Ok, I wasn't sure if the military still used the MAST pants or not. 

Like someone above said, splinting one leg to the other is a good idea. Or a board/pole etc would work too since you can't put traction on it and you are just trying to keep it straight.

Ok, thanks for explaining what CLS is. So basically they are first responder types?

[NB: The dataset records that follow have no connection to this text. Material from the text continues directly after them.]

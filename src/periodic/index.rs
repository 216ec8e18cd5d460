//! Periodic kd-tree: box-aware nearest-neighbor queries
//!
//! The index canonicalizes every data point into the box once, builds a
//! plain kd-tree over the wrapped copy, and answers each query by running
//! it once per relevant ghost image of the query point, then merging the
//! per-image hits. The tree is immutable after construction; there are no
//! insert/remove operations and no rebuilds.
//!
//! Correctness hinges on the radius cap: every query's effective radius is
//! limited to half the smallest periodic box edge
//! ([`PeriodicBox::max_distance_upper_bound`]). Beyond that radius two
//! distinct images of the same data point would both be in range and show
//! up as separate "neighbors". The cap is a correctness limit, not a
//! performance knob; callers needing longer-ranged neighbors on a periodic
//! axis must enlarge the box or drop periodicity.

use std::cmp::Ordering;
use std::collections::HashSet;

use rayon::prelude::*;

use crate::error::{NeighborError, Result};
use crate::periodic::cell::PeriodicBox;
use crate::periodic::images::relevant_images;
use crate::spatial::kdtree::{KdTree, QueryOptions, DEFAULT_LEAF_SIZE};

/// One k-NN hit. Missing neighbors are padded with the sentinel
/// `distance == infinity`, `index == tree.len()`.
#[derive(Debug, Clone, Copy, PartialEq)]
pub struct Neighbor {
    pub distance: f64,
    pub index: usize,
}

/// Build-once spatial index over periodic space.
#[derive(Debug)]
pub struct PeriodicKdTree {
    bounds: PeriodicBox,
    tree: KdTree,
    n: usize,
    dim: usize,
    max_distance_upper_bound: f64,
}

impl PeriodicKdTree {
    /// Build an index over `points` inside `bounds`.
    ///
    /// All points are mapped to their canonical periodic image before the
    /// underlying tree is built; the caller's coordinates are not mutated
    /// and later changes to them are not seen by the index.
    pub fn new(bounds: PeriodicBox, points: &[Vec<f64>]) -> Result<Self> {
        Self::with_leaf_size(bounds, points, DEFAULT_LEAF_SIZE)
    }

    pub fn with_leaf_size(
        bounds: PeriodicBox,
        points: &[Vec<f64>],
        leaf_size: usize,
    ) -> Result<Self> {
        let dim = bounds.ndim();
        if dim == 0 {
            return Err(NeighborError::InvalidBox(
                "box must have at least one axis".into(),
            ));
        }
        if let Some(first) = points.first() {
            if first.len() != dim {
                return Err(NeighborError::InvalidBox(format!(
                    "box has {} axes but points have {} coordinates",
                    dim,
                    first.len()
                )));
            }
        }

        let n = points.len();
        let mut wrapped = Vec::with_capacity(n * dim);
        for row in points {
            if row.len() != dim {
                return Err(NeighborError::DimensionMismatch {
                    expected: dim,
                    got: row.len(),
                });
            }
            for (axis, &v) in row.iter().enumerate() {
                wrapped.push(bounds.wrap_coordinate(v, axis));
            }
        }

        let max_distance_upper_bound = bounds.max_distance_upper_bound();
        log::debug!(
            "building periodic kd-tree: {} points, {} axes, radius cap {}",
            n,
            dim,
            max_distance_upper_bound
        );
        let tree = KdTree::build(wrapped, dim, leaf_size);

        Ok(PeriodicKdTree {
            bounds,
            tree,
            n,
            dim,
            max_distance_upper_bound,
        })
    }

    /// Number of indexed points.
    pub fn len(&self) -> usize {
        self.n
    }

    pub fn is_empty(&self) -> bool {
        self.n == 0
    }

    pub fn ndim(&self) -> usize {
        self.dim
    }

    pub fn bounds(&self) -> &PeriodicBox {
        &self.bounds
    }

    /// The cap applied to every query radius; see the module docs.
    pub fn max_distance_upper_bound(&self) -> f64 {
        self.max_distance_upper_bound
    }

    fn check_point(&self, x: &[f64]) -> Result<()> {
        if x.len() != self.dim {
            return Err(NeighborError::DimensionMismatch {
                expected: self.dim,
                got: x.len(),
            });
        }
        Ok(())
    }

    fn check_options(opts: &QueryOptions) -> Result<()> {
        if !(opts.p >= 1.0) {
            return Err(NeighborError::InvalidArgument(format!(
                "only p-norms with 1 <= p <= infinity are permitted, got {}",
                opts.p
            )));
        }
        if !(opts.eps >= 0.0) {
            return Err(NeighborError::InvalidArgument(format!(
                "eps must be non-negative, got {}",
                opts.eps
            )));
        }
        Ok(())
    }

    /// Find the `k` nearest neighbors of `x` across periodic space.
    ///
    /// The result has exactly `k` entries, ascending by distance then
    /// index; when fewer than `k` candidates lie within the effective
    /// radius the tail is padded with sentinels (`infinity`, `len()`).
    ///
    /// The effective radius is `min(opts.distance_upper_bound,
    /// max_distance_upper_bound())` — an unconstrained request is silently
    /// limited to half the smallest periodic box edge.
    pub fn query(&self, x: &[f64], k: usize, opts: &QueryOptions) -> Result<Vec<Neighbor>> {
        self.check_point(x)?;
        Self::check_options(opts)?;
        if k == 0 {
            return Err(NeighborError::InvalidArgument(
                "k must be a positive integer".into(),
            ));
        }

        let bound = self.cap_radius(opts.distance_upper_bound, "distance_upper_bound");
        let effective = QueryOptions {
            distance_upper_bound: bound,
            ..*opts
        };

        let mut hits: Vec<(f64, usize)> = Vec::new();
        for image in relevant_images(x, &self.bounds, bound) {
            hits.extend(self.tree.query(&image, k, &effective));
        }
        hits.sort_by(|a, b| {
            a.0.partial_cmp(&b.0)
                .unwrap_or(Ordering::Equal)
                .then(a.1.cmp(&b.1))
        });

        // Under the radius cap an index can only reappear across images at
        // the boundary distance itself; keep the first (closest) hit.
        let mut seen = HashSet::new();
        let mut merged = Vec::with_capacity(k);
        for (distance, index) in hits {
            if seen.insert(index) {
                merged.push(Neighbor { distance, index });
                if merged.len() == k {
                    break;
                }
            }
        }
        while merged.len() < k {
            merged.push(Neighbor {
                distance: f64::INFINITY,
                index: self.n,
            });
        }
        Ok(merged)
    }

    /// Batched [`query`](Self::query): one independent k-NN search per row
    /// of `xs`, evaluated in parallel against the shared read-only index.
    pub fn query_batch(
        &self,
        xs: &[Vec<f64>],
        k: usize,
        opts: &QueryOptions,
    ) -> Result<Vec<Vec<Neighbor>>> {
        xs.par_iter().map(|x| self.query(x, k, opts)).collect()
    }

    /// Find all indexed points within `r` of `x` across periodic space.
    ///
    /// Returns ascending, deduplicated indices. `r` is capped at
    /// [`max_distance_upper_bound`](Self::max_distance_upper_bound); the
    /// reduction is logged but is not an error. A point whose own
    /// coordinate is queried is returned like any other match; callers
    /// filter self-hits if undesired.
    pub fn query_ball_point(&self, x: &[f64], r: f64, opts: &QueryOptions) -> Result<Vec<usize>> {
        self.check_point(x)?;
        Self::check_options(opts)?;
        if !(r >= 0.0) {
            return Err(NeighborError::InvalidArgument(format!(
                "radius must be non-negative, got {}",
                r
            )));
        }

        let r = self.cap_radius(r, "radius");
        let mut indices = Vec::new();
        for image in relevant_images(x, &self.bounds, r) {
            indices.extend(self.tree.query_ball(&image, r, opts));
        }
        indices.sort_unstable();
        indices.dedup();
        Ok(indices)
    }

    /// Batched [`query_ball_point`](Self::query_ball_point), parallel per
    /// query point.
    pub fn query_ball_point_batch(
        &self,
        xs: &[Vec<f64>],
        r: f64,
        opts: &QueryOptions,
    ) -> Result<Vec<Vec<usize>>> {
        xs.par_iter()
            .map(|x| self.query_ball_point(x, r, opts))
            .collect()
    }

    fn cap_radius(&self, requested: f64, what: &str) -> f64 {
        if requested > self.max_distance_upper_bound {
            if requested.is_finite() {
                log::warn!(
                    "{} {} exceeds half the smallest periodic box edge, capping to {}",
                    what,
                    requested,
                    self.max_distance_upper_bound
                );
            }
            self.max_distance_upper_bound
        } else {
            requested
        }
    }

    /// Tree-vs-tree ball search is deliberately unsupported for periodic
    /// indexes.
    pub fn query_ball_tree(&self, _other: &PeriodicKdTree, _r: f64) -> Result<Vec<Vec<usize>>> {
        Err(NeighborError::UnsupportedOperation("query_ball_tree"))
    }

    /// Pairwise self-search is deliberately unsupported.
    pub fn query_pairs(&self, _r: f64) -> Result<Vec<(usize, usize)>> {
        Err(NeighborError::UnsupportedOperation("query_pairs"))
    }

    /// Pair counting against another index is deliberately unsupported.
    pub fn count_neighbors_with(&self, _other: &PeriodicKdTree, _r: f64) -> Result<usize> {
        Err(NeighborError::UnsupportedOperation("count_neighbors"))
    }

    /// Sparse distance matrices are deliberately unsupported.
    pub fn sparse_distance_matrix(
        &self,
        _other: &PeriodicKdTree,
        _max_distance: f64,
    ) -> Result<Vec<(usize, usize, f64)>> {
        Err(NeighborError::UnsupportedOperation("sparse_distance_matrix"))
    }
}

Total side note, but I know someone with a blow up sheep....not sure why they have it, or where they got it, but they do.


----------



## Afflixion (May 19, 2009)

basically only most don't enjoy it as the army is starting to force "100% CLS" and in reference to the side note i believe the website is www.muttonbone.com for the LOVE EWE! lol yes we infantry companies are a strange lot...


----------



## mycrofft (May 19, 2009)

*Not going there.BAAAAAAA nuts!*

Anatomic splinting is fast and you don't need to go looking for that perfect pole or crutch or whatever. "Scene safety" means get down and get away THEN make pretty.
SKED looks good for that except you'd be dragging a sled through SW Asia. under Murphy's Law that wold attract fire since you look funnydifferent.
Hey, for a new thread, any such thing as Murphy's Laws of CLS?


----------



## Afflixion (May 19, 2009)

theres a Murphy's Law of War?

http://www.emtlife.com/showthread.php?p=146835#post146835


----------